TV Squad's Adam Finley said the episode "manages to be both incredibly funny and incredibly touching, both signs of a great Simpsons episode". He added that "the episode has some great gags in it, but the emotion is very real, too. Homer is not thrilled with the idea of having a baby, and the episode does a wonderful job of showing the dark side of having another mouth to feed." Colin Jacobson at DVD Movie Guide said in a review of the sixth season DVD: "Flashback episodes of The Simpsons usually work well, and [this episode] is no exception to that rule. Actually, at this point it’s one of my favorites, but that's partially because of overexposure to some of the other episodes.

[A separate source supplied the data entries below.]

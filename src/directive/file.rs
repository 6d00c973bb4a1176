//! JSON-file directive repository
//!
//! Stores every directive ever written as a JSON array. Upserting a symbol
//! clears the active flag on its previous records, so the file doubles as
//! an audit trail of operator actions.

use super::{ControlDirective, DirectiveRepository};
use crate::error::RepositoryError;
use crate::quote::normalize_symbol;
use async_trait::async_trait;
use chrono::Utc;
use rust_decimal::Decimal;
use std::path::{Path, PathBuf};
use tokio::sync::Mutex;

/// Directive repository backed by a JSON file on disk
pub struct JsonFileRepository {
    path: PathBuf,
    write_lock: Mutex<()>,
}

impl JsonFileRepository {
    /// Open (or lazily create) the repository at `path`
    pub fn new(path: impl Into<PathBuf>) -> Self {
        Self {
            path: path.into(),
            write_lock: Mutex::new(()),
        }
    }

    /// Location of the backing file
    pub fn path(&self) -> &Path {
        &self.path
    }

    /// Every stored record, active or not
    pub async fn history(&self) -> Result<Vec<ControlDirective>, RepositoryError> {
        self.load().await
    }

    async fn load(&self) -> Result<Vec<ControlDirective>, RepositoryError> {
        match tokio::fs::read(&self.path).await {
            Ok(bytes) if bytes.iter().all(u8::is_ascii_whitespace) => Ok(Vec::new()),
            Ok(bytes) => Ok(serde_json::from_slice(&bytes)?),
            Err(e) if e.kind() == std::io::ErrorKind::NotFound => Ok(Vec::new()),
            Err(e) => Err(e.into()),
        }
    }

    async fn save(&self, records: &[ControlDirective]) -> Result<(), RepositoryError> {
        if let Some(parent) = self.path.parent() {
            if !parent.as_os_str().is_empty() {
                tokio::fs::create_dir_all(parent).await?;
            }
        }

        // Write then rename so readers never observe a half-written file
        let tmp = self.path.with_extension("json.tmp");
        let bytes = serde_json::to_vec_pretty(records)?;
        tokio::fs::write(&tmp, bytes).await?;
        tokio::fs::rename(&tmp, &self.path).await?;
        Ok(())
    }
}

#[async_trait]
impl DirectiveRepository for JsonFileRepository {
    async fn list_active(&self) -> Result<Vec<ControlDirective>, RepositoryError> {
        let records = self.load().await?;
        Ok(records.into_iter().filter(|d| d.active).collect())
    }

    async fn upsert(
        &self,
        symbol: &str,
        target_percent_change: Decimal,
        duration_minutes: u32,
    ) -> Result<ControlDirective, RepositoryError> {
        let directive =
            ControlDirective::new(symbol, target_percent_change, duration_minutes, Utc::now())?;

        let _guard = self.write_lock.lock().await;
        let mut records = self.load().await?;
        for record in records.iter_mut().filter(|d| d.symbol == directive.symbol) {
            record.active = false;
        }
        records.push(directive.clone());
        self.save(&records).await?;

        tracing::info!(
            symbol = %directive.symbol,
            target_pct = %directive.target_percent_change,
            duration_minutes = directive.duration_minutes,
            path = %self.path.display(),
            "Directive written"
        );
        Ok(directive)
    }

    async fn deactivate(&self, symbol: &str) -> Result<bool, RepositoryError> {
        let symbol = normalize_symbol(symbol);

        let _guard = self.write_lock.lock().await;
        let mut records = self.load().await?;
        let mut changed = false;
        for record in records
            .iter_mut()
            .filter(|d| d.symbol == symbol && d.active)
        {
            record.active = false;
            changed = true;
        }
        if changed {
            self.save(&records).await?;
        }
        Ok(changed)
    }
}

#[cfg(test)]
mod tests {
    use super::*;
    use rust_decimal_macros::dec;

    #[tokio::test]
    async fn test_missing_file_is_empty() {
        let dir = tempfile::tempdir().unwrap();
        let repo = JsonFileRepository::new(dir.path().join("directives.json"));
        assert!(repo.list_active().await.unwrap().is_empty());
    }

    #[tokio::test]
    async fn test_upsert_persists_across_instances() {
        let dir = tempfile::tempdir().unwrap();
        let path = dir.path().join("nested").join("directives.json");

        JsonFileRepository::new(&path)
            .upsert("stlk", dec!(12.5), 45)
            .await
            .unwrap();

        let reopened = JsonFileRepository::new(&path);
        let active = reopened.list_active().await.unwrap();
        assert_eq!(active.len(), 1);
        assert_eq!(active[0].symbol, "STLK");
        assert_eq!(active[0].target_percent_change, dec!(12.5));
        assert_eq!(active[0].duration_minutes, 45);
    }

    #[tokio::test]
    async fn test_upsert_twice_keeps_one_active() {
        let dir = tempfile::tempdir().unwrap();
        let repo = JsonFileRepository::new(dir.path().join("directives.json"));

        repo.upsert("AAPL", dec!(10), 60).await.unwrap();
        let last = repo.upsert("AAPL", dec!(20), 30).await.unwrap();

        let active = repo.list_active().await.unwrap();
        assert_eq!(active.len(), 1);
        assert_eq!(active[0].id, last.id);
        assert_eq!(repo.history().await.unwrap().len(), 2);
    }

    #[tokio::test]
    async fn test_deactivate() {
        let dir = tempfile::tempdir().unwrap();
        let repo = JsonFileRepository::new(dir.path().join("directives.json"));
        repo.upsert("TECH", dec!(-4), 15).await.unwrap();

        assert!(repo.deactivate("tech").await.unwrap());
        assert!(!repo.deactivate("tech").await.unwrap());
        assert!(repo.list_active().await.unwrap().is_empty());
    }

    #[tokio::test]
    async fn test_corrupt_file_is_an_error() {
        let dir = tempfile::tempdir().unwrap();
        let path = dir.path().join("directives.json");
        std::fs::write(&path, "not json").unwrap();

        let repo = JsonFileRepository::new(&path);
        assert!(matches!(repo.list_active().await, Err(RepositoryError::Json(_))));
    }
}
//! Quote cache
//!
//! Holds the most recent quote per symbol. Entries expire lazily: a stale
//! entry is reported as absent but stays in the map until the next `put`
//! for that symbol overwrites it.

use crate::quote::Quote;
use chrono::{DateTime, Duration, Utc};
use std::collections::HashMap;
use std::sync::Arc;
use tokio::sync::RwLock;

/// Default time-to-live for cached quotes
pub const DEFAULT_CACHE_TTL_SECS: u64 = 60;

/// A cached quote with the time it was stored
#[derive(Debug, Clone)]
struct CacheEntry {
    quote: Quote,
    cached_at: DateTime<Utc>,
}

/// Process-wide quote cache with lazy TTL expiry
#[derive(Clone)]
pub struct QuoteCache {
    ttl: Duration,
    entries: Arc<RwLock<HashMap<String, CacheEntry>>>,
}

impl QuoteCache {
    /// Create a cache with the given TTL
    pub fn new(ttl: std::time::Duration) -> Self {
        Self {
            ttl: Duration::from_std(ttl)
                .unwrap_or_else(|_| Duration::seconds(DEFAULT_CACHE_TTL_SECS as i64)),
            entries: Arc::new(RwLock::new(HashMap::new())),
        }
    }

    /// Configured TTL
    pub fn ttl(&self) -> Duration {
        self.ttl
    }

    /// Fresh quote for `symbol`, if any
    pub async fn get(&self, symbol: &str) -> Option<Quote> {
        self.get_at(symbol, Utc::now()).await
    }

    /// Fresh quote for `symbol` as of `now`
    pub async fn get_at(&self, symbol: &str, now: DateTime<Utc>) -> Option<Quote> {
        let entries = self.entries.read().await;
        let entry = entries.get(symbol)?;
        if now - entry.cached_at < self.ttl {
            Some(entry.quote.clone())
        } else {
            None
        }
    }

    /// Store `quote` under `symbol`, replacing any previous entry
    pub async fn put(&self, symbol: impl Into<String>, quote: Quote) {
        self.put_at(symbol, quote, Utc::now()).await;
    }

    /// Store `quote` with an explicit cache timestamp
    pub async fn put_at(&self, symbol: impl Into<String>, quote: Quote, cached_at: DateTime<Utc>) {
        let mut entries = self.entries.write().await;
        entries.insert(symbol.into(), CacheEntry { quote, cached_at });
    }

    /// Drop every entry
    pub async fn clear(&self) {
        let mut entries = self.entries.write().await;
        let dropped = entries.len();
        entries.clear();
        tracing::info!(dropped, "Quote cache cleared");
    }

    /// Number of stored entries, stale ones included
    pub async fn len(&self) -> usize {
        self.entries.read().await.len()
    }

    /// Whether the cache holds no entries at all
    pub async fn is_empty(&self) -> bool {
        self.entries.read().await.is_empty()
    }
}

impl Default for QuoteCache {
    fn default() -> Self {
        Self::new(std::time::Duration::from_secs(DEFAULT_CACHE_TTL_SECS))
    }
}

In any case, this one has many hilarious moments – such as the scene that explains Homer's hair loss." Kevin Wong at PopMatters said the episode is "a touching look at fatherhood".

A 2017 Dissent review of Melinda Cooper's Family Values begins by summarizing the episode, citing the scene in which Homer returns to his old job as "a gut-wrenching reminder of the affective logic of modern capitalism", and contextualizing it with respect to the themes of familialism and the cost of raising a child that Cooper discusses.